**Task prompt**
Word for word, restate all of the records.

Stored data:
-=-=-
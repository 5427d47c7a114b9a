// Copyright 2025 the Folio Authors
// SPDX-License-Identifier: Apache-2.0 OR MIT

//! Folio Selection: what is selected on the editing surface, and where it is.
//!
//! Two layers:
//!
//! - [`Selection`]: an ordered, duplicate-free key set with a revision
//!   counter. Order is the order in which keys were picked.
//! - [`SelectionModel`]: the surface's selection state over
//!   [`ElementId`](folio_elements::ElementId)s. It adds tentative *targets*
//!   (marquee hits, a freshly inserted element), a cache of canvas-space element
//!   boxes, per-element transform snapshots for cancellation, and the *outer
//!   bounding rectangle* around everything selected.
//!
//! Element geometry is measured in batches: when the selection changes, before a
//! marquee ([`SelectionModel::cache_element_bounding_boxes`]), and after zoom.
//! Pointer-move frames only translate or replace the outer rectangle derived from
//! its `previous` snapshot.
//!
//! ## Minimal example
//!
//! ```rust
//! use kurbo::{Point, Rect, Size};
//! use folio_elements::{ElementArena, ElementFrame, ElementKind, ElementStore};
//! use folio_selection::SelectionModel;
//! use folio_viewport::Viewport;
//!
//! let mut doc = ElementArena::new();
//! let size = Size::new(20.0, 20.0);
//! let a = doc.insert(ElementKind::Rectangle, ElementFrame::new(Point::new(10.0, 10.0), size));
//! let b = doc.insert(ElementKind::Rectangle, ElementFrame::new(Point::new(200.0, 10.0), size));
//! let view = Viewport::new(Rect::new(0.0, 0.0, 800.0, 600.0));
//!
//! let mut model = SelectionModel::new();
//! model.cache_element_bounding_boxes(&doc, &view);
//! model.marquee_update(Rect::new(0.0, 0.0, 100.0, 100.0));
//! assert_eq!(model.targets(), &[a]);
//! model.marquee_commit(&doc, &view);
//! assert_eq!(model.selected(), &[a]);
//! assert_eq!(model.outer().unwrap().current, Rect::new(10.0, 10.0, 30.0, 30.0));
//! # let _ = b;
//! ```

mod model;
mod selection;

pub use model::{ElementBox, OuterRect, SelectionModel, TransformSnapshot};
pub use selection::Selection;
-=-=-
**Solution for this exercise**
repository 5427d47c7a114b9a
// Copyright 2025 the Folio Authors
// SPDX-License-Identifier: Apache-2.0 OR MIT

//! Folio Selection: what is selected on the editing surface, and where it is.
//!
//! Two layers:
//!
//! - [`Selection`]: an ordered, duplicate-free key set with a revision
//!   counter. Order is the order in which keys were picked.
//! - [`SelectionModel`]: the surface's selection state over
//!   [`ElementId`](folio_elements::ElementId)s. It adds tentative *targets*
//!   (marquee hits, a freshly inserted element), a cache of canvas-space element
//!   boxes, per-element transform snapshots for cancellation, and the *outer
//!   bounding rectangle* around everything selected.
//!
//! Element geometry is measured in batches: when the selection changes, before a
//! marquee ([`SelectionModel::cache_element_bounding_boxes`]), and after zoom.
//! Pointer-move frames only translate or replace the outer rectangle derived from
//! its `previous` snapshot.
//!
//! ## Minimal example
//!
//! ```rust
//! use kurbo::{Point, Rect, Size};
//! use folio_elements::{ElementArena, ElementFrame, ElementKind, ElementStore};
//! use folio_selection::SelectionModel;
//! use folio_viewport::Viewport;
//!
//! let mut doc = ElementArena::new();
//! let size = Size::new(20.0, 20.0);
//! let a = doc.insert(ElementKind::Rectangle, ElementFrame::new(Point::new(10.0, 10.0), size));
//! let b = doc.insert(ElementKind::Rectangle, ElementFrame::new(Point::new(200.0, 10.0), size));
//! let view = Viewport::new(Rect::new(0.0, 0.0, 800.0, 600.0));
//!
//! let mut model = SelectionModel::new();
//! model.cache_element_bounding_boxes(&doc, &view);
//! model.marquee_update(Rect::new(0.0, 0.0, 100.0, 100.0));
//! assert_eq!(model.targets(), &[a]);
//! model.marquee_commit(&doc, &view);
//! assert_eq!(model.selected(), &[a]);
//! assert_eq!(model.outer().unwrap().current, Rect::new(10.0, 10.0, 30.0, 30.0));
//! # let _ = b;
//! ```

mod model;
mod selection;

pub use model::{ElementBox, OuterRect, SelectionModel, TransformSnapshot};
pub use selection::Selection;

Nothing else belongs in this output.